A look of sickness paled over the pirate’s face. “No! She can’t be your mother. You are way too old, lady. Besides, you don’t look anything like her.”
“Well, she is my mother and I have to find her. She’s in trouble.”
“I know she’s in trouble. Tell her to give me back my dough and maybe the trouble will go bye-bye.”
“What are you talking about? If she gives you money, she’ll be released from the mental hospital?”
“Mental hospital? That’s a swell place for the stupid dame. Where did she stash my money?”

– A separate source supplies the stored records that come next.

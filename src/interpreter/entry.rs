//! Entry-point resolution
//!
//! A free method named `main` wins. Otherwise the first class (in class-table
//! iteration order) with a static `main` supplies it. The table is an
//! `FxHashMap`, whose fixed hasher makes that order repeatable for the same
//! program, though it is not declaration order.

use crate::parser::ast::{Declarations, MethodDef};

pub const ENTRY_METHOD: &str = "main";

/// Find the method a run starts from
pub fn resolve(decls: &Declarations) -> Option<&MethodDef> {
    decls.free_method(ENTRY_METHOD).or_else(|| {
        decls
            .classes
            .values()
            .find_map(|class| class.method(ENTRY_METHOD).filter(|m| m.is_static))
    })
}
use crate::interpreter::engine::{ControlSignal, Interpreter};
use crate::interpreter::errors::RuntimeError;
use crate::memory::value::Value;

impl Interpreter {
    /// `break`, `continue` and `return [expr]`
    pub(crate) fn execute_jump(&mut self, keyword: &str, text: &str) -> Result<(), RuntimeError> {
        self.signal = match keyword {
            "break" => ControlSignal::Break,
            "continue" => ControlSignal::Continue,
            _ => {
                let expr = text[keyword.len()..].trim();
                let value = if expr.is_empty() {
                    Value::Null
                } else {
                    self.evaluate(expr, None)?
                };
                ControlSignal::Returning(value)
            }
        };
        Ok(())
    }
}
//! Source scanning and declaration extraction
//!
//! There is no grammar and no token stream here. The subject program is
//! handled as text:
//! - [`preprocess`]: comment stripping ([`preprocess::SourceUnit`])
//! - [`scan`]: literal-aware helpers shared by every heuristic pass
//! - [`declarations`]: class, field and method discovery
//! - [`ast`]: the declaration tables those passes produce
//!
//! # Supported subset
//!
//! Classes with fields and methods, primitive and `String` variables,
//! arithmetic and string expressions, console output, and the headers of
//! `if`, `for` and `while`. Everything else is tolerated and ignored.

pub mod ast;
pub mod declarations;
pub mod preprocess;
pub mod scan;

“What money? Who are you?”
I heard footsteps galloping and then felt the weight of the pirate collapse on me. Just for a moment and then that old cop yanked him out of the fountain.
The cop said, “It’s the end of the line for you now, Billyboy.” The policeman turned to me and said, “I am so sorry, Miss. I’ll get you an ambulance right away.”

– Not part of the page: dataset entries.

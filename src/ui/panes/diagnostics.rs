//! Diagnostics pane: validation errors first, then warnings

use super::{border_style, clamp_scroll};
use crate::ui::theme::DEFAULT_THEME;
use crate::validator::{Diagnostic, Diagnostics};
use ratatui::{
    layout::Rect,
    style::{Modifier, Style},
    text::{Line, Span},
    widgets::{Block, Borders, List, ListItem, Paragraph},
    Frame,
};

pub fn render_diagnostics_pane(
    frame: &mut Frame,
    area: Rect,
    diagnostics: &Diagnostics,
    is_focused: bool,
    scroll_offset: &mut usize,
) {
    let title = format!(
        " Diagnostics ({} error(s), {} warning(s)) ",
        diagnostics.errors.len(),
        diagnostics.warnings.len()
    );
    let block = Block::default()
        .title(title)
        .borders(Borders::ALL)
        .border_style(border_style(is_focused));

    if diagnostics.errors.is_empty() && diagnostics.warnings.is_empty() {
        let paragraph = Paragraph::new("No problems found")
            .block(block)
            .style(Style::default().fg(DEFAULT_THEME.success));
        frame.render_widget(paragraph, area);
        return;
    }

    let error_style = Style::default()
        .fg(DEFAULT_THEME.error)
        .add_modifier(Modifier::BOLD);
    let warning_style = Style::default().fg(DEFAULT_THEME.warning);

    let rows: Vec<ListItem> = diagnostics
        .errors
        .iter()
        .map(|d| diagnostic_row("error", d, error_style))
        .chain(
            diagnostics
                .warnings
                .iter()
                .map(|d| diagnostic_row("warning", d, warning_style)),
        )
        .collect();

    let visible_height = area.height.saturating_sub(2).max(1) as usize;
    clamp_scroll(scroll_offset, rows.len(), visible_height);
    let rows: Vec<ListItem> = rows
        .into_iter()
        .skip(*scroll_offset)
        .take(visible_height)
        .collect();

    frame.render_widget(List::new(rows).block(block), area);
}

fn diagnostic_row<'a>(label: &'a str, diag: &'a Diagnostic, label_style: Style) -> ListItem<'a> {
    let location = match diag.line {
        Some(line) => format!("{:>4} ", line),
        None => "   - ".to_string(),
    };
    ListItem::new(Line::from(vec![
        Span::styled(location, Style::default().fg(DEFAULT_THEME.comment)),
        Span::styled(format!("{:<8}", label), label_style),
        Span::styled(diag.message.as_str(), Style::default().fg(DEFAULT_THEME.fg)),
    ]))
}
//! Runtime error types for the simulator
//!
//! This module defines [`RuntimeError`], the faults that stop a run after the
//! program passed validation. Malformed expressions never produce one of
//! these; the evaluator degrades to a zero or an echoed string instead.
//!
//! All runtime errors are fatal. The pipeline turns them into a failed result
//! that still carries whatever output was captured before the fault.

use thiserror::Error;

/// Runtime errors that can occur during execution
#[derive(Debug, Clone, PartialEq, Eq, Error)]
pub enum RuntimeError {
    /// Neither a free `main` nor a static `main` inside a class was found
    #[error("No main method found")]
    NoEntryPoint,

    /// Method invocations nested deeper than the configured limit
    #[error("Call depth limit of {limit} exceeded while calling '{method}' at line {line}")]
    CallDepthExceeded {
        method: String,
        limit: usize,
        line: usize,
    },

    /// A panic caught at the request boundary
    #[error("Internal error: {0}")]
    Internal(String),
}

impl RuntimeError {
    pub fn line(&self) -> Option<usize> {
        match self {
            RuntimeError::CallDepthExceeded { line, .. } => Some(*line),
            RuntimeError::NoEntryPoint | RuntimeError::Internal(_) => None,
        }
    }
}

“No! No, no. I don’t wanna go to the hospital. Been there, done that, don’t like it.”
“But we need to gather evidence.”
“What? Oh no, no, he didn’t do that.”
The pirate struggled and made a run for it. The cop chased after him and took a flying leap but missed. As he scrambled up, two teenaged soldiers materialized. They threw the pirate to the sidewalk. One sat on him. The other smashed his black polished leather boot into the pirate’s head, near his ear, on the side with his good eye.
The cop marched over to them. “Thanks, corporals. Hold him a minute until I get to the call box to request backup.”
“Yes, sir,” they said in monotone unison.
The cop trotted around the corner. I trekked over to the men. The pirate’s eye was flashing up at me. I’d never seen an eye that color blue, nor that sparkly. It had a magical allure but with an imminent sense of evil.
The seated soldier asked, “Ma’am, are you injured?”
“No…no I’m all right.” I glared at the pirate. “Who are you and why did you attack me? Why are you asking about my mother? What is she to you?”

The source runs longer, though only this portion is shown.